* _TASK TO CARRY OUT_: With no addition or omission, return the entries below.

* _MATERIAL FOR THIS EXERCISE_:
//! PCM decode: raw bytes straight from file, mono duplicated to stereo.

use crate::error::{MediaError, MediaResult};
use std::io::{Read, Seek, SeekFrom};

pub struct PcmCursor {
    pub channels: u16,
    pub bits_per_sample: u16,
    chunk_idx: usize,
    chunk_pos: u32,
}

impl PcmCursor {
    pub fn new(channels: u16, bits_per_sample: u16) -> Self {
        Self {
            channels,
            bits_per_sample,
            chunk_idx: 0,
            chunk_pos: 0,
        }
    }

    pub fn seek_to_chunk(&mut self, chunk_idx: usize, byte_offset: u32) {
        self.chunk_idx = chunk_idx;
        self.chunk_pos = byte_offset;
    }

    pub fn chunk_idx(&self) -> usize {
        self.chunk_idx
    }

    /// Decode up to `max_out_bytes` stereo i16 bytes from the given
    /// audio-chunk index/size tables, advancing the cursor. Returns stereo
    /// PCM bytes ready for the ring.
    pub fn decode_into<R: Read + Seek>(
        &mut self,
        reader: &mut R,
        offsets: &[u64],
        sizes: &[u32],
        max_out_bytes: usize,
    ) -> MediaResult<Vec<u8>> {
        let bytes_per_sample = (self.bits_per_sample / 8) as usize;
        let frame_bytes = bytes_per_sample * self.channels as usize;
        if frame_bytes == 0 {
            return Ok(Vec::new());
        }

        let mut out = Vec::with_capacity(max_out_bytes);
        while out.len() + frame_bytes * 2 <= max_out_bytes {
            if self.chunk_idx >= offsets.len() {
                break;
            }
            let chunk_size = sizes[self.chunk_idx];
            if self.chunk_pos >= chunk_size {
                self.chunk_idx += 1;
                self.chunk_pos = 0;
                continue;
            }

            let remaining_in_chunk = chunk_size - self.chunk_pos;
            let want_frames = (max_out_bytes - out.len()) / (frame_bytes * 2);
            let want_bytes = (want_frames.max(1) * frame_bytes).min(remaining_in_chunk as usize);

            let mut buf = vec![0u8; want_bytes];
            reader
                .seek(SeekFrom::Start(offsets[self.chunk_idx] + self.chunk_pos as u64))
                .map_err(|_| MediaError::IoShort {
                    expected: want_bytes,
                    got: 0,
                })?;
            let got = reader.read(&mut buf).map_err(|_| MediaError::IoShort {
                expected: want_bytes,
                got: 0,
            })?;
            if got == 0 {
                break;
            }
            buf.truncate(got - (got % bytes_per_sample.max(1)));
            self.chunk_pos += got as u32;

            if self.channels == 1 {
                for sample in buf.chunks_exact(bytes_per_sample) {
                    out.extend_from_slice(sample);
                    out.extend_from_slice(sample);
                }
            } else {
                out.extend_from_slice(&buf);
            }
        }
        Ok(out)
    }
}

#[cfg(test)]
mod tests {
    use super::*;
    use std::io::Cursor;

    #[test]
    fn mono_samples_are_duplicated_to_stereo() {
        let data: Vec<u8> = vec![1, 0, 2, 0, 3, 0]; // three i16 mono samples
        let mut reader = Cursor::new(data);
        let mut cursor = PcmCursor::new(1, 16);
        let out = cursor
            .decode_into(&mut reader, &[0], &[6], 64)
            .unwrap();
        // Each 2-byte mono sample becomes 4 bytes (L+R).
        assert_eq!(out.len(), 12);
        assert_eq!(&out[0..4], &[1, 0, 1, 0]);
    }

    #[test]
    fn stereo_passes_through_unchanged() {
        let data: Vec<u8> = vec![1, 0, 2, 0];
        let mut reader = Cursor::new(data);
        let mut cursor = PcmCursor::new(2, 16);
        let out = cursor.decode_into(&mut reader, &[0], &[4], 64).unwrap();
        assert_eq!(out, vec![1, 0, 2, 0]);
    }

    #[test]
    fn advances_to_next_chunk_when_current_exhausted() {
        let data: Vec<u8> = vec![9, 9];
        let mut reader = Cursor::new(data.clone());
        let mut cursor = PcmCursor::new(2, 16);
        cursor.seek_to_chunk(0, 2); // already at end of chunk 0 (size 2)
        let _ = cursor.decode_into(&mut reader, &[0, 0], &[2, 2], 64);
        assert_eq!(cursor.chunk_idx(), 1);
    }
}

* _ANSWER SPACE_:
//! PCM decode: raw bytes straight from file, mono duplicated to stereo.

use crate::error::{MediaError, MediaResult};
use std::io::{Read, Seek, SeekFrom};

pub struct PcmCursor {
    pub channels: u16,
    pub bits_per_sample: u16,
    chunk_idx: usize,
    chunk_pos: u32,
}

impl PcmCursor {
    pub fn new(channels: u16, bits_per_sample: u16) -> Self {
        Self {
            channels,
            bits_per_sample,
            chunk_idx: 0,
            chunk_pos: 0,
        }
    }

    pub fn seek_to_chunk(&mut self, chunk_idx: usize, byte_offset: u32) {
        self.chunk_idx = chunk_idx;
        self.chunk_pos = byte_offset;
    }

    pub fn chunk_idx(&self) -> usize {
        self.chunk_idx
    }

    /// Decode up to `max_out_bytes` stereo i16 bytes from the given
    /// audio-chunk index/size tables, advancing the cursor. Returns stereo
    /// PCM bytes ready for the ring.
    pub fn decode_into<R: Read + Seek>(
        &mut self,
        reader: &mut R,
        offsets: &[u64],
        sizes: &[u32],
        max_out_bytes: usize,
    ) -> MediaResult<Vec<u8>> {
        let bytes_per_sample = (self.bits_per_sample / 8) as usize;
        let frame_bytes = bytes_per_sample * self.channels as usize;
        if frame_bytes == 0 {
            return Ok(Vec::new());
        }

        let mut out = Vec::with_capacity(max_out_bytes);
        while out.len() + frame_bytes * 2 <= max_out_bytes {
            if self.chunk_idx >= offsets.len() {
                break;
            }
            let chunk_size = sizes[self.chunk_idx];
            if self.chunk_pos >= chunk_size {
                self.chunk_idx += 1;
                self.chunk_pos = 0;
                continue;
            }

            let remaining_in_chunk = chunk_size - self.chunk_pos;
            let want_frames = (max_out_bytes - out.len()) / (frame_bytes * 2);
            let want_bytes = (want_frames.max(1) * frame_bytes).min(remaining_in_chunk as usize);

            let mut buf = vec![0u8; want_bytes];
            reader
                .seek(SeekFrom::Start(offsets[self.chunk_idx] + self.chunk_pos as u64))
                .map_err(|_| MediaError::IoShort {
                    expected: want_bytes,
                    got: 0,
                })?;
            let got = reader.read(&mut buf).map_err(|_| MediaError::IoShort {
                expected: want_bytes,
                got: 0,
            })?;
            if got == 0 {
                break;
            }
            buf.truncate(got - (got % bytes_per_sample.max(1)));
            self.chunk_pos += got as u32;

            if self.channels == 1 {
                for sample in buf.chunks_exact(bytes_per_sample) {
                    out.extend_from_slice(sample);
                    out.extend_from_slice(sample);
                }
            } else {
                out.extend_from_slice(&buf);
            }
        }
        Ok(out)
    }
}

#[cfg(test)]
mod tests {
    use super::*;
    use std::io::Cursor;

    #[test]
    fn mono_samples_are_duplicated_to_stereo() {
        let data: Vec<u8> = vec![1, 0, 2, 0, 3, 0]; // three i16 mono samples
        let mut reader = Cursor::new(data);
        let mut cursor = PcmCursor::new(1, 16);
        let out = cursor
            .decode_into(&mut reader, &[0], &[6], 64)
            .unwrap();
        // Each 2-byte mono sample becomes 4 bytes (L+R).
        assert_eq!(out.len(), 12);
        assert_eq!(&out[0..4], &[1, 0, 1, 0]);
    }

    #[test]
    fn stereo_passes_through_unchanged() {
        let data: Vec<u8> = vec![1, 0, 2, 0];
        let mut reader = Cursor::new(data);
        let mut cursor = PcmCursor::new(2, 16);
        let out = cursor.decode_into(&mut reader, &[0], &[4], 64).unwrap();
        assert_eq!(out, vec![1, 0, 2, 0]);
    }

    #[test]
    fn advances_to_next_chunk_when_current_exhausted() {
        let data: Vec<u8> = vec![9, 9];
        let mut reader = Cursor::new(data.clone());
        let mut cursor = PcmCursor::new(2, 16);
        cursor.seek_to_chunk(0, 2); // already at end of chunk 0 (size 2)
        let _ = cursor.decode_into(&mut reader, &[0, 0], &[2, 2], 64);
        assert_eq!(cursor.chunk_idx(), 1);
    }
}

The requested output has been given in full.